We were more used to seeing her sternly taking charge – of bogus sales people, dodgy tour operators and cold callers – on That's Life! the consumer magazine programme she hosted for more than 20 years. Light relief was provided by bizarre poetry, talking dogs and penis-shaped potatoes.
She says her friends noticed a huge difference in her after the months of hard graft and filming that went into the ballroom dancing tour de force. "I have always sung, and even trained at it when I was studying at Oxford", she says. "But then my voice broke. Dancing was something I could never do, and when the BBC asked to me to a ballroom dancing show I said no several times.
"In the end I said I would have a go at one session. I went along for two hours, and came away feeling fantastic. And it's lovely exercise."
Anton has apparently said that dancing is better than sex.
"The more I did it, the more people noticed a change in me. I held myself better, which I suppose improves how you look. I felt more confident and generally good about myself."
She's still dancing, and on the the afternoon we meet, she and Anton are due to strut their stuff at a charity do in London's Guildhall.
Clearly hoofing has brought the fun and the glow back into her life.
She's arranging a couple of massive bunches of flowers into various vases.
"I just love peonies, they're so ephemeral," she sighs ecstatically over the white pom-poms that are about to burst open.

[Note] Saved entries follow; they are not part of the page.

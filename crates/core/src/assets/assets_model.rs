//! Asset domain models.

use std::fmt;
use std::str::FromStr;

use chrono::NaiveDateTime;
use serde::{Deserialize, Serialize};

use crate::errors::ValidationError;
use crate::{Error, Result};

/// Broad classification of an asset.
#[derive(Debug, Clone, Copy, PartialEq, Eq, Hash, Serialize, Deserialize, Default)]
#[serde(rename_all = "SCREAMING_SNAKE_CASE")]
pub enum AssetKind {
    /// Cash in one currency. The asset id is the ISO currency code.
    Cash,
    #[default]
    Security,
    Crypto,
    Commodity,
    Other,
}

impl AssetKind {
    pub fn as_str(&self) -> &'static str {
        match self {
            AssetKind::Cash => "CASH",
            AssetKind::Security => "SECURITY",
            AssetKind::Crypto => "CRYPTO",
            AssetKind::Commodity => "COMMODITY",
            AssetKind::Other => "OTHER",
        }
    }
}

impl fmt::Display for AssetKind {
    fn fmt(&self, f: &mut fmt::Formatter<'_>) -> fmt::Result {
        f.write_str(self.as_str())
    }
}

impl FromStr for AssetKind {
    type Err = Error;

    fn from_str(s: &str) -> Result<Self> {
        match s {
            "CASH" => Ok(AssetKind::Cash),
            "SECURITY" => Ok(AssetKind::Security),
            "CRYPTO" => Ok(AssetKind::Crypto),
            "COMMODITY" => Ok(AssetKind::Commodity),
            "OTHER" => Ok(AssetKind::Other),
            other => Err(Error::Validation(ValidationError::InvalidInput(format!(
                "Unknown asset kind '{}'",
                other
            )))),
        }
    }
}

/// Domain model representing an asset
#[derive(Debug, Clone, Serialize, Deserialize, PartialEq, Default)]
#[serde(rename_all = "camelCase")]
pub struct Asset {
    pub id: String,
    pub symbol: String,
    pub name: Option<String>,
    pub kind: AssetKind,
    pub currency: String,
    pub created_at: NaiveDateTime,
    pub updated_at: NaiveDateTime,
}

impl Asset {
    pub fn is_cash(&self) -> bool {
        self.kind == AssetKind::Cash
    }
}

/// Input model for creating a new asset
#[derive(Debug, Clone, Serialize, Deserialize)]
#[serde(rename_all = "camelCase")]
pub struct NewAsset {
    pub id: Option<String>,
    pub symbol: String,
    pub name: Option<String>,
    pub kind: AssetKind,
    pub currency: String,
}

impl NewAsset {
    pub fn validate(&self) -> Result<()> {
        if self.symbol.trim().is_empty() {
            return Err(ValidationError::MissingField("symbol".to_string()).into());
        }
        if self.currency.trim().is_empty() {
            return Err(ValidationError::MissingField("currency".to_string()).into());
        }
        Ok(())
    }

    /// Cash asset for a currency. Its id is the currency code itself.
    pub fn new_cash_asset(currency: &str) -> Self {
        let code = currency.trim().to_uppercase();
        Self {
            id: Some(code.clone()),
            symbol: code.clone(),
            name: Some(format!("Cash {}", code)),
            kind: AssetKind::Cash,
            currency: code,
        }
    }
}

Her daughter, Emily, has helped to heave the shopping bags from M&S and the flowers out of the car. All three grown-up children live with Rantzen. Their father, broadcaster Desmond Wilcox, died four years ago from heart disease.
"He was only 69," says Rantzen. "Even though he'd had the heart problem for years and a bypass, we kind of buried our heads in the sand, because his father had lived until the age of 86."
She thinks Desmond ("A man who packed five lives into one and made us all laugh so much...") would have approved of the dancing, but not the red hair.
One programme she would not have taken part in had she not been widowed was last year's dating series Would Like To Meet.
She was made over in tones of pink, cream and beige, and was advised about softening her image. "I'd watched the programme and enjoyed it. It was interesting, having the team deconstruct what they saw as this formidable, slightly intimidating and uncuddly image. This is one of the outfits they put me in, by the way."
She's wearing a soft pink cardie with frilled edge and a pair of well-cut, beige-cream trousers, with high heels.
"It's okay, but I think my beige days are over. I'm going to get rid of most of it."
She did WLTM because she thought it gave positive messages to women of a certain age like her who find themselves alone.
"There are lots of women in my newly-single state, and the purpose here was to help them to be more confident and socially adept," she says.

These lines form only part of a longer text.